BACKGROUND OF THE INVENTION
1. Field of the Invention
The present invention relates to a method for measuring a thermal stability of a high-density information magnetic recording medium and a thermal stability measuring apparatus.
2. Description of the Prior Art
Conventionally, recording and reproduction are widely carried out by using a magnetic recording medium such as a magnetic disc. In order to increase an information amount recorded on a magnetic recording medium, it is desired to carry out recording with a high density, which in turn requires a magnetic recording medium having a low noise characteristic. In order to achieve a low noise, it is necessary to reduce the crystal particle size of the magnetic film of the magnetic recording medium. However, when the crystal particle size is decreased to a certain level, there arise a problem of thermal fluctuation which lowers the magnetization stability. That is, if a recording or reproduction is carried out onto/from a magnetic recording medium under a high temperature, the magnetization becomes unstable, disabling to record or reproduce correctly.
In general, as a index representing stability of crystal particles constituting a magnetic film, KuV/kT is used, wherein Ku represents a magnetic anisotropic energy; V represents a crystal particle volume; k, a Boltzmann's constant; and T, temperature. This is clearly described in “Thermal instability at 10 Gbit/in
2
magnetic recording”, IEEE Transaction on magnetics, No. 30, pp. 4230 to 4232, 1994. According to the Arrhenius' equation, when KuV/kT=25, magnetization of 1/e (wherein e is a natural exponential) is obtained for 100 seconds. If the KuV/kT exceed s this value, the magnetic film shows superparamgnetism. That is, KuV/kT=25 is a critical value. This is described in the article “Tandem deposition of small metal particle composites” in Journal of Applied Physics, No. 60, p.2548, 1986.
Thus, a KuV/kT value serves as an index representing stability. The k is a constant and the Ku and V values are determined by the magnetic film characteristics, and the like. The KuV/kT value is changed according to a temperature T. More specifically, as the temperature T increases, the KuV/kT values decreases, lowering magnetization stability. Although the KuV/kT=25 is a critical value of superparamagnetism, the KuV/kT should be a greater value for practical use as an actual magnetic recording medium. Accordingly, it is desired to determine a practical temperature range for respective recording media.

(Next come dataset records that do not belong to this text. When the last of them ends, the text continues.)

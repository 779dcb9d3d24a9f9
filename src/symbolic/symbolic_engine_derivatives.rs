//! # Symbolic Engine Derivatives Module
//!
//! Extends the symbolic engine with analytical differentiation and numerical evaluation.
//!
//! ## Key Methods
//!
//! ### Differentiation
//! - `diff(var: &str)` - Analytical derivative
//!
//! ### Function evaluation
//! - `eval()` - Direct evaluation against a scope of variable values
//! - `eval_constant()` - Evaluation of an expression without free variables
//!
//! ## Interesting Code Features
//!
//! 1. **Recursive Differentiation Rules**: product rule, quotient rule, chain rule, and three
//!    flavours of the power rule depending on where the variable occurs
//! 2. **Named constants**: `pi`, `e`, `hbar`, `Infinity` are variables for differentiation
//!    (their derivative is zero) and constants for evaluation
//! 3. **IEEE semantics**: division by zero and domain errors produce infinities or NaN, the
//!    caller decides whether a non-finite value is acceptable

use crate::symbolic::errors::EvalError;
use crate::symbolic::symbolic_engine::{Expr, HBAR};
use std::collections::HashMap;
use std::f64::consts::{E, LN_10, PI};

/// Value of a named constant, `None` for ordinary variables.
pub fn named_constant(name: &str) -> Option<f64> {
    match name {
        "pi" | "π" => Some(PI),
        "e" => Some(E),
        "hbar" => Some(HBAR),
        "Infinity" => Some(f64::INFINITY),
        _ => None,
    }
}

impl Expr {
    /// DIFFERENTIATION

    /// Computes the analytical derivative of the expression with respect to a variable.
    ///
    /// Implements the standard differentiation rules:
    /// - Power rule: d/dx(u^n) = n*u^(n-1)*u' when n does not depend on x
    /// - Exponential rule: d/dx(a^v) = a^v*ln(a)*v' when a does not depend on x
    /// - General rule: d/dx(u^v) = u^v*(v'*ln(u) + v*u'/u)
    /// - Product rule, quotient rule, chain rule for every function
    ///
    /// The result is not simplified.
    ///
    /// # Examples
    /// ```rust, ignore
    /// let x = Expr::Var("x".to_string());
    /// let f = x.clone().pow(Expr::Const(2.0)); // x^2
    /// let df_dx = f.diff("x"); // 2*x^(2-1)*1
    /// ```
    pub fn diff(&self, var: &str) -> Expr {
        match self {
            Expr::Var(name) => {
                if name == var {
                    Expr::Const(1.0)
                } else {
                    Expr::Const(0.0)
                }
            }
            Expr::Const(_) => Expr::Const(0.0),
            Expr::Add(lhs, rhs) => Expr::Add(Box::new(lhs.diff(var)), Box::new(rhs.diff(var))),
            Expr::Sub(lhs, rhs) => Expr::Sub(Box::new(lhs.diff(var)), Box::new(rhs.diff(var))),
            Expr::Mul(lhs, rhs) => Expr::Add(
                Box::new(Expr::Mul(Box::new(lhs.diff(var)), rhs.clone())),
                Box::new(Expr::Mul(lhs.clone(), Box::new(rhs.diff(var)))),
            ),
            Expr::Div(lhs, rhs) => Expr::Div(
                Box::new(Expr::Sub(
                    Box::new(Expr::Mul(Box::new(lhs.diff(var)), rhs.clone())),
                    Box::new(Expr::Mul(Box::new(rhs.diff(var)), lhs.clone())),
                )),
                Box::new(Expr::Pow(rhs.clone(), Box::new(Expr::Const(2.0)))),
            ),
            Expr::Pow(base, exp) => {
                if !exp.contains_variable(var) {
                    Expr::Mul(
                        Box::new(Expr::Mul(
                            exp.clone(),
                            Box::new(Expr::Pow(
                                base.clone(),
                                Box::new(Expr::Sub(exp.clone(), Box::new(Expr::Const(1.0)))),
                            )),
                        )),
                        Box::new(base.diff(var)),
                    )
                } else if !base.contains_variable(var) {
                    Expr::Mul(
                        Box::new(Expr::Mul(
                            Box::new(self.clone()),
                            Box::new(Expr::Ln(base.clone())),
                        )),
                        Box::new(exp.diff(var)),
                    )
                } else {
                    // u^v * (v' ln u + v u' / u)
                    Expr::Mul(
                        Box::new(self.clone()),
                        Box::new(Expr::Add(
                            Box::new(Expr::Mul(
                                Box::new(exp.diff(var)),
                                Box::new(Expr::Ln(base.clone())),
                            )),
                            Box::new(Expr::Div(
                                Box::new(Expr::Mul(exp.clone(), Box::new(base.diff(var)))),
                                base.clone(),
                            )),
                        )),
                    )
                }
            }
            Expr::Exp(expr) => {
                Expr::Mul(Box::new(Expr::Exp(expr.clone())), Box::new(expr.diff(var)))
            }
            Expr::Ln(expr) => Expr::Div(Box::new(expr.diff(var)), expr.clone()),
            Expr::Log10(expr) => Expr::Div(
                Box::new(expr.diff(var)),
                Box::new(Expr::Mul(expr.clone(), Box::new(Expr::Const(LN_10)))),
            ),
            Expr::Sqrt(expr) => Expr::Div(
                Box::new(expr.diff(var)),
                Box::new(Expr::Mul(
                    Box::new(Expr::Const(2.0)),
                    Box::new(Expr::Sqrt(expr.clone())),
                )),
            ),
            Expr::Abs(expr) => Expr::Mul(
                Box::new(Expr::Div(expr.clone(), Box::new(Expr::Abs(expr.clone())))),
                Box::new(expr.diff(var)),
            ),
            Expr::sin(expr) => {
                Expr::Mul(Box::new(Expr::cos(expr.clone())), Box::new(expr.diff(var)))
            }
            Expr::cos(expr) => Expr::Mul(
                Box::new(Expr::Mul(
                    Box::new(Expr::Const(-1.0)),
                    Box::new(Expr::sin(expr.clone())),
                )),
                Box::new(expr.diff(var)),
            ),
            Expr::tg(expr) => Expr::Mul(
                Box::new(Expr::Div(
                    Box::new(Expr::Const(1.0)),
                    Box::new(Expr::Pow(
                        Box::new(Expr::cos(expr.clone())),
                        Box::new(Expr::Const(2.0)),
                    )),
                )),
                Box::new(expr.diff(var)),
            ),
            Expr::ctg(expr) => Expr::Mul(
                Box::new(Expr::Div(
                    Box::new(Expr::Const(-1.0)),
                    Box::new(Expr::Pow(
                        Box::new(Expr::sin(expr.clone())),
                        Box::new(Expr::Const(2.0)),
                    )),
                )),
                Box::new(expr.diff(var)),
            ),
            Expr::arcsin(expr) => Expr::Div(
                Box::new(expr.diff(var)),
                Box::new(Expr::Sqrt(Box::new(Expr::Sub(
                    Box::new(Expr::Const(1.0)),
                    Box::new(Expr::Pow(expr.clone(), Box::new(Expr::Const(2.0)))),
                )))),
            ),
            Expr::arccos(expr) => Expr::Div(
                Box::new(Expr::Mul(
                    Box::new(Expr::Const(-1.0)),
                    Box::new(expr.diff(var)),
                )),
                Box::new(Expr::Sqrt(Box::new(Expr::Sub(
                    Box::new(Expr::Const(1.0)),
                    Box::new(Expr::Pow(expr.clone(), Box::new(Expr::Const(2.0)))),
                )))),
            ),
            Expr::arctg(expr) => Expr::Div(
                Box::new(expr.diff(var)),
                Box::new(Expr::Add(
                    Box::new(Expr::Const(1.0)),
                    Box::new(Expr::Pow(expr.clone(), Box::new(Expr::Const(2.0)))),
                )),
            ),
            Expr::arcctg(expr) => Expr::Div(
                Box::new(Expr::Mul(
                    Box::new(Expr::Const(-1.0)),
                    Box::new(expr.diff(var)),
                )),
                Box::new(Expr::Add(
                    Box::new(Expr::Const(1.0)),
                    Box::new(Expr::Pow(expr.clone(), Box::new(Expr::Const(2.0)))),
                )),
            ),
        }
    } // end of diff

    /// EVALUATION

    /// Evaluates the expression numerically.
    ///
    /// Variables are looked up in `scope` first, then among the named constants.
    /// Returns `EvalError::UndefinedSymbol` for any other identifier.
    pub fn eval(&self, scope: &HashMap<String, f64>) -> Result<f64, EvalError> {
        let value = match self {
            Expr::Var(name) => match scope.get(name) {
                Some(value) => *value,
                None => named_constant(name)
                    .ok_or_else(|| EvalError::UndefinedSymbol(name.clone()))?,
            },
            Expr::Const(val) => *val,
            Expr::Add(lhs, rhs) => lhs.eval(scope)? + rhs.eval(scope)?,
            Expr::Sub(lhs, rhs) => lhs.eval(scope)? - rhs.eval(scope)?,
            Expr::Mul(lhs, rhs) => lhs.eval(scope)? * rhs.eval(scope)?,
            Expr::Div(lhs, rhs) => lhs.eval(scope)? / rhs.eval(scope)?,
            Expr::Pow(base, exp) => base.eval(scope)?.powf(exp.eval(scope)?),
            Expr::Exp(expr) => expr.eval(scope)?.exp(),
            Expr::Ln(expr) => expr.eval(scope)?.ln(),
            Expr::Log10(expr) => expr.eval(scope)?.log10(),
            Expr::Sqrt(expr) => expr.eval(scope)?.sqrt(),
            Expr::Abs(expr) => expr.eval(scope)?.abs(),
            Expr::sin(expr) => expr.eval(scope)?.sin(),
            Expr::cos(expr) => expr.eval(scope)?.cos(),
            Expr::tg(expr) => expr.eval(scope)?.tan(),
            Expr::ctg(expr) => 1.0 / expr.eval(scope)?.tan(),
            Expr::arcsin(expr) => expr.eval(scope)?.asin(),
            Expr::arccos(expr) => expr.eval(scope)?.acos(),
            Expr::arctg(expr) => expr.eval(scope)?.atan(),
            Expr::arcctg(expr) => (1.0 / expr.eval(scope)?).atan(),
        };
        Ok(value)
    }

    /// Evaluates an expression that has no free variables.
    pub fn eval_constant(&self) -> Result<f64, EvalError> {
        self.eval(&HashMap::new())
    }

    /// Evaluates with a single variable bound to `value`.
    pub fn eval_at(&self, var: &str, value: f64) -> Result<f64, EvalError> {
        let mut scope = HashMap::new();
        scope.insert(var.to_string(), value);
        self.eval(&scope)
    }
}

The practical temperature range can be determined through evaluation of thermal stability (thermal fluctuation). For example, there can be considered a method of placing a magnetic recording/reproduction apparatus such as a hard disc drive (HDD) in an electric furnace, temperature of which is gradually increased while detecting a reproduction output from a magnetic recording medium. However, if the temperature is increased, a magneto-resistance (MR) head changes its characteristics. For example, the MR ratio (ratio of an absolute value of resistance with respect to a resistance change due to magnetism) is decreased and an adhesive is peeled out. Thus, there arise problems inside the HDD and it is difficult to directly evaluate the thermal stability.
To cope with this, there have been suggested some methods for checking the affect to the thermal stability: a method of checking a coercive force dependency on the temperature; and a method using the magnetic force microscopy (MFn). These method s are both disclosed in the article “Thermal stability of perpendicularly recorded information” In Japan Applied Magnetics Association periodical, Vol. 21, Supplement No. S1 (5
th
perpendicular magnetic recording symposium), pp. 187-191.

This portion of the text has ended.